Activity:
Wherever "LabelChange" appears in a line of the listing, that line should be returned.

Excerpted data:

//! Integration tests for the sync engine over real storage.
//!
//! These tests wire settings, the driver factory, on-disk storage and the
//! sync service together. Each module carries its own unit tests for the
//! detailed logic.

use std::sync::atomic::{AtomicU32, Ordering};
use std::sync::Arc;
use std::time::Duration;

use async_trait::async_trait;
use chrono::{TimeZone, Utc};
use pretty_assertions::assert_eq;

use mailmux::config::{ConnectionSettings, Settings, StorageSettings, SyncSettings};
use mailmux::domain::{
    Address, AttachmentData, AuthConfig, ConnectionId, Label, LabelCount, LabelId, LabelSpec,
    Message, MessageBody, MessageId, ProviderKind, Thread, ThreadId, ThreadStub, ThreadingHeaders,
};
use mailmux::providers::email::{
    create_driver, Draft, DraftPage, DraftRequest, DriverConfig, EmailAlias, ErrorCode,
    HistoryPage, LabelChange, ListParams, MailManager, OutgoingMessage, ProviderError, Result,
    RetryPolicy, SentMessage, ThreadPage, UserInfo,
};
use mailmux::services::{SyncError, SyncService};
use mailmux::storage::{thread_blob_key, StorageLayer, ThreadQuery};

// ============================================================================
// Test driver
// ============================================================================

fn message(id: &str, thread: &str, minute: u32, subject: &str) -> Message {
    Message {
        id: MessageId::from(id),
        thread_id: ThreadId::from(thread),
        headers: ThreadingHeaders {
            message_id: Some(id.to_string()),
            ..ThreadingHeaders::default()
        },
        from: Address::with_name("bob@example.com", "Bob"),
        to: vec![Address::new("me@example.com")],
        cc: vec![],
        bcc: vec![],
        subject: Some(subject.to_string()),
        received_on: Utc.with_ymd_and_hms(2024, 6, 3, 10, minute, 0).unwrap(),
        unread: true,
        is_draft: false,
        snippet: String::new(),
        body: MessageBody::default(),
        attachments: vec![],
        label_ids: vec![LabelId::from("INBOX"), LabelId::from("UNREAD")],
    }
}

/// Serves a handful of inbox threads, two per page.
struct InboxDriver {
    connection_id: ConnectionId,
    threads: Vec<Thread>,
    gets: AtomicU32,
}

impl InboxDriver {
    fn new(connection_id: &str) -> Self {
        let threads = [("t3", 30, "Release notes"), ("t2", 20, "Lunch?"), ("t1", 10, "Welcome")]
            .into_iter()
            .map(|(id, minute, subject)| {
                Thread::from_messages(
                    ThreadId::from(id),
                    vec![message(&format!("{id}-m1"), id, minute, subject)],
                    vec![],
                )
            })
            .collect();
        Self {
            connection_id: ConnectionId::from(connection_id),
            threads,
            gets: AtomicU32::new(0),
        }
    }
}

#[async_trait]
impl MailManager for InboxDriver {
    fn provider(&self) -> ProviderKind {
        ProviderKind::Google
    }

    fn connection_id(&self) -> &ConnectionId {
        &self.connection_id
    }

    async fn list(&self, params: ListParams) -> Result<ThreadPage> {
        let offset = params
            .page_token
            .as_deref()
            .map_or(Ok(0), str::parse::<usize>)
            .map_err(|_| ProviderError::InvalidRequest("bad page token".into()))?;
        let end = (offset + params.max_results as usize).min(self.threads.len());
        Ok(ThreadPage {
            threads: self.threads[offset..end]
                .iter()
                .map(|t| ThreadStub::new(t.id.clone()))
                .collect(),
            next_page_token: (end < self.threads.len()).then(|| end.to_string()),
        })
    }

    async fn get(&self, id: &str) -> Result<Thread> {
        self.gets.fetch_add(1, Ordering::SeqCst);
        self.threads
            .iter()
            .find(|t| t.id.as_str() == id)
            .cloned()
            .ok_or_else(|| ProviderError::NotFound(id.to_string()))
    }

    async fn create(&self, _message: &OutgoingMessage) -> Result<SentMessage> {
        Err(ProviderError::not_implemented("create"))
    }

    async fn delete(&self, _ids: &[String]) -> Result<()> {
        Ok(())
    }

    async fn modify_labels(&self, _ids: &[String], _change: &LabelChange) -> Result<()> {
        Ok(())
    }

    async fn mark_as_read(&self, _ids: &[String]) -> Result<()> {
        Ok(())
    }

    async fn mark_as_unread(&self, _ids: &[String]) -> Result<()> {
        Ok(())
    }

    async fn create_label(&self, _label: &LabelSpec) -> Result<Label> {
        Err(ProviderError::not_implemented("create_label"))
    }

    async fn update_label(&self, _id: &str, _label: &LabelSpec) -> Result<Label> {
        Err(ProviderError::not_implemented("update_label"))
    }

    async fn delete_label(&self, _id: &str) -> Result<()> {
        Err(ProviderError::not_implemented("delete_label"))
    }

    async fn get_label(&self, _id: &str) -> Result<Label> {
        Err(ProviderError::not_implemented("get_label"))
    }

    async fn get_user_labels(&self) -> Result<Vec<Label>> {
        Ok(Vec::new())
    }

    async fn create_draft(&self, _draft: &DraftRequest) -> Result<Draft> {
        Err(ProviderError::not_implemented("create_draft"))
    }

    async fn get_draft(&self, _id: &str) -> Result<Draft> {
        Err(ProviderError::not_implemented("get_draft"))
    }

    async fn list_drafts(&self, _max_results: u32, _page_token: Option<String>) -> Result<DraftPage> {
        Ok(DraftPage::default())
    }

    async fn send_draft(&self, _id: &str) -> Result<SentMessage> {
        Err(ProviderError::not_implemented("send_draft"))
    }

    async fn get_attachment(&self, _message_id: &str, _attachment_id: &str) -> Result<AttachmentData> {
        Err(ProviderError::not_implemented("get_attachment"))
    }

    async fn count(&self) -> Result<Vec<LabelCount>> {
        Ok(Vec::new())
    }

    async fn get_email_aliases(&self) -> Result<Vec<EmailAlias>> {
        Ok(Vec::new())
    }

    async fn get_user_info(&self) -> Result<UserInfo> {
        Err(ProviderError::not_implemented("get_user_info"))
    }

    async fn list_history(&self, _history_id: &str) -> Result<HistoryPage> {
        Err(ProviderError::not_implemented("list_history"))
    }

    async fn revoke_refresh_token(&self) -> Result<bool> {
        Ok(false)
    }
}

fn sync_settings() -> SyncSettings {
    SyncSettings {
        page_size: 2,
        page_delay_ms: 0,
        ..SyncSettings::default()
    }
}

fn storage_settings(root: &std::path::Path) -> StorageSettings {
    StorageSettings {
        database_path: root.join("cache.db"),
        blob_dir: root.join("blobs"),
    }
}

// ============================================================================
// Sync over on-disk storage
// ============================================================================

#[tokio::test]
async fn synced_threads_survive_reopening_storage() {
    let dir = tempfile::tempdir().unwrap();
    let settings = storage_settings(dir.path());

    {
        let storage = tokio_test::assert_ok!(StorageLayer::open(&settings).await);
        let service = SyncService::new(
            Arc::new(InboxDriver::new("work")),
            storage,
            RetryPolicy::new(2, Duration::from_millis(1)),
            sync_settings(),
        );

        let outcome = tokio_test::assert_ok!(service.sync_threads("inbox").await);
        let report = *outcome.report().unwrap();
        assert_eq!((report.synced, report.pages), (3, 2));
    }

    let blob = thread_blob_key(&ConnectionId::from("work"), &ThreadId::from("t2"));
    assert_eq!(blob, "work/t2.json");
    assert!(settings.blob_dir.join("work").join("t2.json").exists());

    let driver = Arc::new(InboxDriver::new("work"));
    let reopened = StorageLayer::open(&settings).await.unwrap();
    let service = SyncService::new(driver.clone(), reopened, RetryPolicy::default(), sync_settings());

    let rows = service
        .list_cached_threads(ThreadQuery::default().search("lunch"))
        .await
        .unwrap();
    assert_eq!(rows.len(), 1);
    assert_eq!(rows[0].thread_id, ThreadId::from("t2"));
    assert_eq!(rows[0].latest_sender.name.as_deref(), Some("Bob"));

    let thread = service.get_thread_from_db("thread:t2").await.unwrap();
    assert_eq!(thread.latest.unwrap().subject.as_deref(), Some("Lunch?"));
    assert_eq!(driver.gets.load(Ordering::SeqCst), 0);
}

#[tokio::test]
async fn connections_do_not_share_cache_rows() {
    let storage = StorageLayer::in_memory().await.unwrap();
    let work = SyncService::new(
        Arc::new(InboxDriver::new("work")),
        storage.clone(),
        RetryPolicy::default(),
        sync_settings(),
    );
    let home = SyncService::new(
        Arc::new(InboxDriver::new("home")),
        storage,
        RetryPolicy::default(),
        sync_settings(),
    );

    work.sync_threads("inbox").await.unwrap();

    assert_eq!(work.list_cached_threads(ThreadQuery::default()).await.unwrap().len(), 3);
    assert!(home.list_cached_threads(ThreadQuery::default()).await.unwrap().is_empty());
    assert!(!home.is_folder_syncing("inbox"));
}

// ============================================================================
// Settings and driver factory
// ============================================================================

#[tokio::test]
async fn settings_file_drives_factory_and_storage() {
    let dir = tempfile::tempdir().unwrap();
    let path = dir.path().join("settings.json");

    let settings = Settings {
        connection: Some(ConnectionSettings {
            id: "personal".into(),
            provider: "imap".into(),
            auth: AuthConfig {
                email: "me@example.com".into(),
                access_token: "app-password".into(),
                host: Some("imap.example.com".into()),
                ..AuthConfig::default()
            },
        }),
        storage: storage_settings(dir.path()),
        ..Settings::default()
    };
    settings.save(&path).unwrap();

    let loaded = Settings::load(&path).unwrap();
    assert_eq!(loaded, settings);

    let (provider_id, config) = DriverConfig::from_settings(&loaded).unwrap();
    let driver = create_driver(&provider_id, config).unwrap();
    assert_eq!(driver.provider(), ProviderKind::Imap);
    assert_eq!(driver.connection_id().as_str(), "personal");
}

#[tokio::test]
async fn placeholder_provider_fails_sync_with_not_implemented() {
    let auth = AuthConfig {
        email: "me@example.com".into(),
        access_token: "token".into(),
        ..AuthConfig::default()
    };
    let driver = create_driver("outlook", DriverConfig::new("ms", auth)).unwrap();
    let service = SyncService::new(
        driver,
        StorageLayer::in_memory().await.unwrap(),
        RetryPolicy::default(),
        sync_settings(),
    );

    let err = service.sync_threads("inbox").await.unwrap_err();

    match err {
        SyncError::Provider(e) => assert_eq!(e.code(), ErrorCode::NotImplemented),
        other => panic!("unexpected error: {other}"),
    }
    assert!(matches!(
        service.sync_threads("inbox").await,
        Err(SyncError::Provider(_))
    ));
}

#[test]
fn unknown_provider_is_rejected() {
    let err = create_driver("carrier-pigeon", DriverConfig::new("c", AuthConfig::default()))
        .err()
        .unwrap();
    assert_eq!(err.code(), ErrorCode::UnsupportedProvider);
}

Response to this exercise:
    HistoryPage, LabelChange, ListParams, MailManager, OutgoingMessage, ProviderError, Result,
    async fn modify_labels(&self, _ids: &[String], _change: &LabelChange) -> Result<()> {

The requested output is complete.